LIQUIDITY, CAPITAL RESOURCES AND COMMITMENTS

     At April 4, 1999, we had working capital of $94.9 million and a current
ratio of 1.5x, compared with working capital of $87.3 million and a current
ratio of 1.4x at January 3, 1999. Our cash and cash equivalents at April 4, 1999
were $42.5 million, which represents a decrease of $13.5 million from $56.0
million at January 3, 1999. This decrease resulted primarily from cash used by
investing activities of $20.7 million, offset by cash provided by operating
activities of $4.8 million and cash provided by financing activities of $2.4
million.

     At January 3, 1999, we had working capital of $87.3 million and a current
ratio of 1.4x, compared with working capital of $160.6 million and a current
ratio of 2.2x at December 28, 1997. Our cash and cash equivalents at January 3,
1999 were $56.0 million, which represents a decrease of $29.1 million from $85.1
million at December 28, 1997. This decrease resulted primarily from cash used by
investing activities of $204.4 million in 1998, offset by cash provided by
operating activities of $68.1 million and cash provided by financing activities
of $107.3 million in 1998.

     Our net cash flows used by investing activities amounted to $20.7 million
for the quarter ended April 4, 1999 and $11.8 million for the quarter ended
March 29, 1998. Our capital expenditures amounted to $21.3 million for the
quarter ended April 4, 1999 and $15.2 million for the quarter ended March 29,
1998. Our capital expenditures represent our continued investment in
high-technology equipment, which enables us to accept complex and higher-volume
orders and to meet current and expected production levels, as well as to replace
or upgrade older equipment that we either returned or sold. We received proceeds
of $9.1 million during the quarter ended April 4, 1999 and $3.4 million during
the quarter ended March 29, 1998 from the sale of property, plant and equipment.
A significant portion of the proceeds received in the quarter ended April 4,
1999, was related to the sale of Orbit's semiconductor fabrication facility in
January 1999. In addition, during the quarter ended April 4, 1999, we made two
strategic minority investments amounting to $20.5 million, and we received $12.0
million from the sale of non-core operations.

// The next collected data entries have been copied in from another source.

// SPDX-License-Identifier: BUSL-1.1
// Copyright (c) 2026 Alfred Jean LLC

//! Clock abstraction for testable time handling

use chrono::{DateTime, TimeZone, Utc};
use parking_lot::Mutex;
use std::sync::Arc;
use std::time::{Duration, Instant};

/// A clock that provides the current time
pub trait Clock: Clone + Send + Sync + 'static {
    fn now(&self) -> Instant;
    fn now_utc(&self) -> DateTime<Utc>;
}

/// Real system clock
#[derive(Clone, Default)]
pub struct SystemClock;

impl Clock for SystemClock {
    fn now(&self) -> Instant {
        Instant::now()
    }

    fn now_utc(&self) -> DateTime<Utc> {
        Utc::now()
    }
}

/// Fake clock for testing with controllable time
#[derive(Clone)]
pub struct FakeClock {
    current: Arc<Mutex<Instant>>,
    utc: Arc<Mutex<DateTime<Utc>>>,
}

impl FakeClock {
    pub fn new() -> Self {
        Self {
            current: Arc::new(Mutex::new(Instant::now())),
            utc: Arc::new(Mutex::new(
                Utc.timestamp_opt(1_700_000_000, 0).single().unwrap_or_else(Utc::now),
            )),
        }
    }

    /// Advance the clock by the given duration
    pub fn advance(&self, duration: Duration) {
        *self.current.lock() += duration;
        let mut utc = self.utc.lock();
        *utc += chrono::Duration::from_std(duration).unwrap_or_default();
    }

    /// Set the wall-clock time
    pub fn set_utc(&self, at: DateTime<Utc>) {
        *self.utc.lock() = at;
    }
}

impl Default for FakeClock {
    fn default() -> Self {
        Self::new()
    }
}

impl Clock for FakeClock {
    fn now(&self) -> Instant {
        *self.current.lock()
    }

    fn now_utc(&self) -> DateTime<Utc> {
        *self.utc.lock()
    }
}

#[cfg(test)]
#[path = "clock_tests.rs"]
mod tests;
// SPDX-License-Identifier: BUSL-1.1
// Copyright (c) 2026 Alfred Jean LLC

//! Error taxonomy surfaced on the wire.
//!
//! Every subsystem error is translated into one of these kinds before it
//! reaches a client. The kind string is stable; the message is a short human
//! summary (stack detail stays in local logs).

use thiserror::Error;

/// Request-level error as seen by clients.
#[derive(Debug, Clone, Error, PartialEq, Eq)]
pub enum RuntimeError {
    #[error("not found: {0}")]
    NotFound(String),

    #[error("conflict: {0}")]
    Conflict(String),

    #[error("validation failed: {0}")]
    Validation(String),

    #[error("busy: {0}")]
    Busy(String),

    #[error("timeout: {0}")]
    Timeout(String),

    #[error("engine error: {0}")]
    Engine(String),

    #[error("transient: {0}")]
    Transient(String),

    #[error("fatal: {0}")]
    Fatal(String),
}

impl RuntimeError {
    /// Stable kind discriminator for logs and clients.
    pub fn kind(&self) -> &'static str {
        match self {
            RuntimeError::NotFound(_) => "not_found",
            RuntimeError::Conflict(_) => "conflict",
            RuntimeError::Validation(_) => "validation_failed",
            RuntimeError::Busy(_) => "busy",
            RuntimeError::Timeout(_) => "timeout",
            RuntimeError::Engine(_) => "engine_error",
            RuntimeError::Transient(_) => "transient",
            RuntimeError::Fatal(_) => "fatal",
        }
    }

    /// Whether automatic retry applies.
    pub fn is_transient(&self) -> bool {
        matches!(self, RuntimeError::Transient(_) | RuntimeError::Timeout(_))
    }
}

     Our net cash flows used by investing activities amounted to $204.4 million
in fiscal 1998 and $126.5 million in fiscal 1997. Our capital expenditures
amounted to $153.9 million in fiscal 1998 and $121.3 million in fiscal 1997. A
significant portion of our capital expenditures in fiscal 1998 related to the
$89.9 million purchase of a manufacturing facility in Germany. A significant
portion of our capital expenditures in fiscal 1997 related to the $46.1 million
purchase of the IBM Austin printed circuit board manufacturing facility and
$29.0 million of capital expenditures and leasehold improvements related to
Orbit's 6-inch, 0.6 micron process facility. Our remaining capital expenditures
represented our continued investment in high-technology equipment, which enables
us to accept complex and higher volume orders and to meet current and expected

                                       22
<PAGE>   24

production levels, as well as to replace or upgrade older equipment that was
either returned or sold. In addition, we paid $53.9 million for a business
acquisition in 1998 and $7.9 million for business acquisitions in 1997. We
received proceeds of $3.4 million from the sale of equipment in fiscal 1998 and
$2.7 million from the sale of equipment in fiscal 1997. We expect capital
expenditures in fiscal 1999, excluding possible acquisitions of manufacturing
assets from OEMs, to be in the range of $80 million to $90 million.

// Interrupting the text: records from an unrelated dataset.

// SPDX-License-Identifier: BUSL-1.1
// Copyright (c) 2026 Alfred Jean LLC

//! Request frames accepted on the local channel (and, unwrapped, from the hub).

use std::collections::BTreeMap;

use sdv_core::{AppType, ResourceLimits, RestartPolicy};
use serde::{Deserialize, Serialize};

/// Lifecycle action on a deployed application.
#[derive(Debug, Clone, Copy, PartialEq, Eq, Serialize, Deserialize)]
#[serde(rename_all = "lowercase")]
pub enum ManageAction {
    Start,
    Stop,
    Restart,
    Pause,
    Resume,
    Remove,
}

impl ManageAction {
    pub fn as_str(self) -> &'static str {
        match self {
            ManageAction::Start => "start",
            ManageAction::Stop => "stop",
            ManageAction::Restart => "restart",
            ManageAction::Pause => "pause",
            ManageAction::Resume => "resume",
            ManageAction::Remove => "remove",
        }
    }
}

/// Action on a managed sidecar (mock service, kuksa broker).
#[derive(Debug, Clone, Copy, PartialEq, Eq, Serialize, Deserialize)]
#[serde(rename_all = "lowercase")]
pub enum SidecarAction {
    Start,
    Stop,
    Restart,
}

/// Application description carried in a `deploy_request`.
///
/// Field names follow the original client wire shape (camelCase).
#[derive(Debug, Clone, PartialEq, Serialize, Deserialize)]
#[serde(rename_all = "camelCase")]
pub struct Prototype {
    pub id: String,
    #[serde(default)]
    pub name: Option<String>,
    #[serde(default)]
    pub description: Option<String>,
    #[serde(default)]
    pub version: Option<String>,
    #[serde(rename = "type")]
    pub app_type: AppType,
    #[serde(default)]
    pub code: Option<String>,
    #[serde(default)]
    pub entry_point: Option<String>,
    #[serde(default)]
    pub binary_path: Option<String>,
    #[serde(default)]
    pub working_dir: Option<String>,
    #[serde(default)]
    pub args: Vec<String>,
    #[serde(default)]
    pub env: BTreeMap<String, String>,
    #[serde(default)]
    pub python_deps: Vec<String>,
    #[serde(default)]
    pub vehicle_signals: Vec<String>,
    #[serde(default)]
    pub config: serde_json::Map<String, serde_json::Value>,
    #[serde(default)]
    pub auto_start: bool,
    #[serde(default)]
    pub restart_policy: RestartPolicy,
    #[serde(default)]
    pub resources: ResourceLimits,
}

/// Requests accepted by the dispatcher.
#[derive(Debug, Clone, PartialEq, Serialize, Deserialize)]
#[serde(tag = "type", rename_all = "snake_case")]
pub enum ClientRequest {
    /// Health check
    Ping,

    /// Runtime identity, status, and capabilities
    GetRuntimeInfo,

    /// Create + install (+ start) an application
    DeployRequest {
        prototype: Prototype,
        #[serde(rename = "vehicleId", default, skip_serializing_if = "Option::is_none")]
        vehicle_id: Option<String>,
        /// Python source, alternative to `prototype.code`
        #[serde(default, skip_serializing_if = "Option::is_none")]
        code: Option<String>,
    },

    /// List registered applications with counts
    ListDeployedApps,

    /// Lifecycle action on one application
    ManageApp {
        #[serde(rename = "appId")]
        app_id: String,
        action: ManageAction,
    },

    /// Convenience for `manage_app action=stop`
    StopApp {
        #[serde(rename = "appId")]
        app_id: String,
    },

    /// Current runtime state of one application
    GetAppStatus {
        #[serde(rename = "appId")]
        app_id: String,
    },

    /// Attach a log subscription; replays the newest buffered lines
    AppLogSubscribe {
        #[serde(rename = "appId")]
        app_id: String,
    },

    /// Detach one subscription, or all when `appId` is omitted
    AppLogUnsubscribe {
        #[serde(rename = "appId", default, skip_serializing_if = "Option::is_none")]
        app_id: Option<String>,
    },

    /// Subscribe to vehicle signal updates
    VehicleSignalSubscribe { paths: Vec<String> },

    /// Drop a signal subscription
    VehicleSignalUnsubscribe {
        #[serde(rename = "subscriptionId")]
        subscription_id: String,
    },

    /// Read current signal values
    VehicleSignalGet { paths: Vec<String> },

    /// Write signal values
    VehicleSignalSet {
        updates: BTreeMap<String, serde_json::Value>,
    },

    /// Sidecar mock provider status
    MockServiceStatus,

    /// Start the mock provider sidecar
    MockServiceStart,

    /// Stop the mock provider sidecar
    MockServiceStop,

    /// Reconfigure the mock provider sidecar
    MockServiceConfigure {
        config: serde_json::Map<String, serde_json::Value>,
    },

    /// Manage the vehicle broker sidecar
    KuksaServerDeployment { action: SidecarAction },
}

impl ClientRequest {
    /// The wire `type` tag, used for building `<type>-response` names and logs.
    pub fn type_name(&self) -> &'static str {
        match self {
            ClientRequest::Ping => "ping",
            ClientRequest::GetRuntimeInfo => "get_runtime_info",
            ClientRequest::DeployRequest { .. } => "deploy_request",
            ClientRequest::ListDeployedApps => "list_deployed_apps",
            ClientRequest::ManageApp { .. } => "manage_app",
            ClientRequest::StopApp { .. } => "stop_app",
            ClientRequest::GetAppStatus { .. } => "get_app_status",
            ClientRequest::AppLogSubscribe { .. } => "app_log_subscribe",
            ClientRequest::AppLogUnsubscribe { .. } => "app_log_unsubscribe",
            ClientRequest::VehicleSignalSubscribe { .. } => "vehicle_signal_subscribe",
            ClientRequest::VehicleSignalUnsubscribe { .. } => "vehicle_signal_unsubscribe",
            ClientRequest::VehicleSignalGet { .. } => "vehicle_signal_get",
            ClientRequest::VehicleSignalSet { .. } => "vehicle_signal_set",
            ClientRequest::MockServiceStatus => "mock_service_status",
            ClientRequest::MockServiceStart => "mock_service_start",
            ClientRequest::MockServiceStop => "mock_service_stop",
            ClientRequest::MockServiceConfigure { .. } => "mock_service_configure",
            ClientRequest::KuksaServerDeployment { .. } => "kuksa_server_deployment",
        }
    }
}

#[cfg(test)]
#[path = "request_tests.rs"]
mod tests;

     Our net cash flows provided by financing activities amounted to $2.4
million for the quarter ended April 4, 1999. Our net cash flows used by
financing activities amounted to $9.6 million for the quarter ended March 29,
1998. We repaid $3.5 million in capital lease obligations in the quarter ended
April 4, 1999 and $1.2 million in capital lease obligations in the quarter ended
March 29, 1998. We also repaid $15.5 million in long-term debt in the quarter
ended April 4, 1999 and $12.0 million in long-term debt in the quarter ended
March 29, 1998. We received $1.6 million of proceeds from stock issued under our
stock plans in the quarter ended April 4, 1999 and $2.8 million of proceeds in
the quarter ended March 29, 1998. During the quarter ended March 29, 1998, we
repurchased 0.4 million shares of our common stock at a cost of $9.2 million.
Additionally, during the quarter ended April 4, 1999, we borrowed an additional
$20.0 million under our $110.0 million senior secured revolving line-of-credit
facility. As of April 4, 1999, there was $57.5 million in borrowings outstanding
under our $110.0 million senior secured revolving line-of-credit facility.

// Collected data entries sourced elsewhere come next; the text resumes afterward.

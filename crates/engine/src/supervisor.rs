// SPDX-License-Identifier: BUSL-1.1
// Copyright (c) 2026 Alfred Jean LLC

//! Per-application lifecycle supervisor.
//!
//! One supervisor drives one application through the state machine. All of
//! its methods run under the app manager's per-id gate, so transitions are
//! serialized; container exits arrive later as events and come back through
//! [`Supervisor::handle_exit`] under the same gate.
//!
//! Store writes happen *before* the external action they announce
//! (`Stopping` is committed before the engine stop is issued); convergence
//! with the real container state is driven by the exit watcher.

use std::collections::VecDeque;
use std::sync::Arc;
use std::time::{Duration, Instant};

use chrono::Utc;
use sdv_core::{
    AppId, AppType, Application, Event, ExecutionId, LifecycleState, RestartPolicy, RuntimeError,
    RuntimeStatePatch,
};
use sdv_storage::Store;
use tokio::sync::mpsc;

use crate::docker::{Bind, ContainerEngine, ContainerSpec, NetworkMode};
use crate::loghub::LogHub;
use crate::paths::StoragePaths;
use crate::vault::CredentialVault;
use crate::{deps, vault::VaultError};

/// Graceful stop timeout.
pub const STOP_GRACE: Duration = Duration::from_secs(10);

/// Restart backoff: 1s doubling to 60s, at most 10 attempts per 10 minutes.
const RESTART_INITIAL: Duration = Duration::from_secs(1);
const RESTART_CAP: Duration = Duration::from_secs(60);
const RESTART_WINDOW: Duration = Duration::from_secs(600);
const RESTART_MAX_ATTEMPTS: usize = 10;

/// Shared dependencies handed to every supervisor.
#[derive(Clone)]
pub struct SupervisorCtx {
    pub store: Store,
    pub engine: Arc<dyn ContainerEngine>,
    pub hub: LogHub,
    pub vault: Arc<CredentialVault>,
    pub paths: StoragePaths,
    pub event_tx: mpsc::Sender<Event>,
    /// Advertised to applications as `KUKSA_SERVER_URL`.
    pub broker_url: String,
}

/// Sliding-window restart budget.
#[derive(Debug, Default)]
pub(crate) struct RestartWindow {
    attempts: VecDeque<Instant>,
}

impl RestartWindow {
    /// Delay before the next restart attempt, or `None` when the budget for
    /// the window is exhausted.
    pub(crate) fn next_delay(&mut self, now: Instant) -> Option<Duration> {
        while let Some(first) = self.attempts.front() {
            if now.duration_since(*first) > RESTART_WINDOW {
                self.attempts.pop_front();
            } else {
                break;
            }
        }
        if self.attempts.len() >= RESTART_MAX_ATTEMPTS {
            return None;
        }
        let exponent = self.attempts.len() as u32;
        self.attempts.push_back(now);
        let delay = RESTART_INITIAL
            .checked_mul(1u32 << exponent.min(6))
            .unwrap_or(RESTART_CAP);
        Some(delay.min(RESTART_CAP))
    }

    pub(crate) fn reset(&mut self) {
        self.attempts.clear();
    }
}

/// What the manager should do after an exit was handled.
#[derive(Debug, PartialEq, Eq)]
pub enum ExitOutcome {
    /// Terminal; nothing more to do.
    Settled(LifecycleState),
    /// Schedule a restart after the delay.
    Restart(Duration),
}

pub struct Supervisor {
    app_id: AppId,
    ctx: SupervisorCtx,
    current_exec: Option<ExecutionId>,
    restarts: RestartWindow,
    /// Vehicle used on the last explicit start; restarts reuse it so
    /// credential injection survives restart loops.
    last_vehicle: Option<String>,
}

     As of February 18, 1999, we converted substantially all of our convertible
subordinated notes into approximately 4.6 million shares of common stock and we
redeemed the unconverted portion for $0.1 million.

     Our net cash flows provided by financing activities amounted to $107.3
million in fiscal 1998 and $134.7 million in fiscal 1997, primarily resulting
from the proceeds from issuance of long-term debt amounting to $137.5 million in
fiscal 1998 and $150.0 million in fiscal 1997. These borrowings were used to
fund our acquisitions. In addition, we repaid $3.4 million in capital lease
obligations in fiscal 1998 and $2.5 million in capital lease obligations in
fiscal 1997. We also repaid $5.6 million in long-term debt in fiscal 1998 and
$10.2 million in long-term debt in fiscal 1997. We received $6.2 million in
fiscal 1998 and $6.9 million in fiscal 1997 of proceeds from stock issued under
our stock plans. We repurchased 1.5 million shares of our common stock at a cost
of $24.3 million in fiscal 1998 and 0.2 million shares of our common stock in
fiscal 1997 at a cost of $4.2 million. We could repurchase an additional 0.4
million shares of common stock in future years as a part of our share repurchase
plan, subject to specific restrictions under our credit facilities.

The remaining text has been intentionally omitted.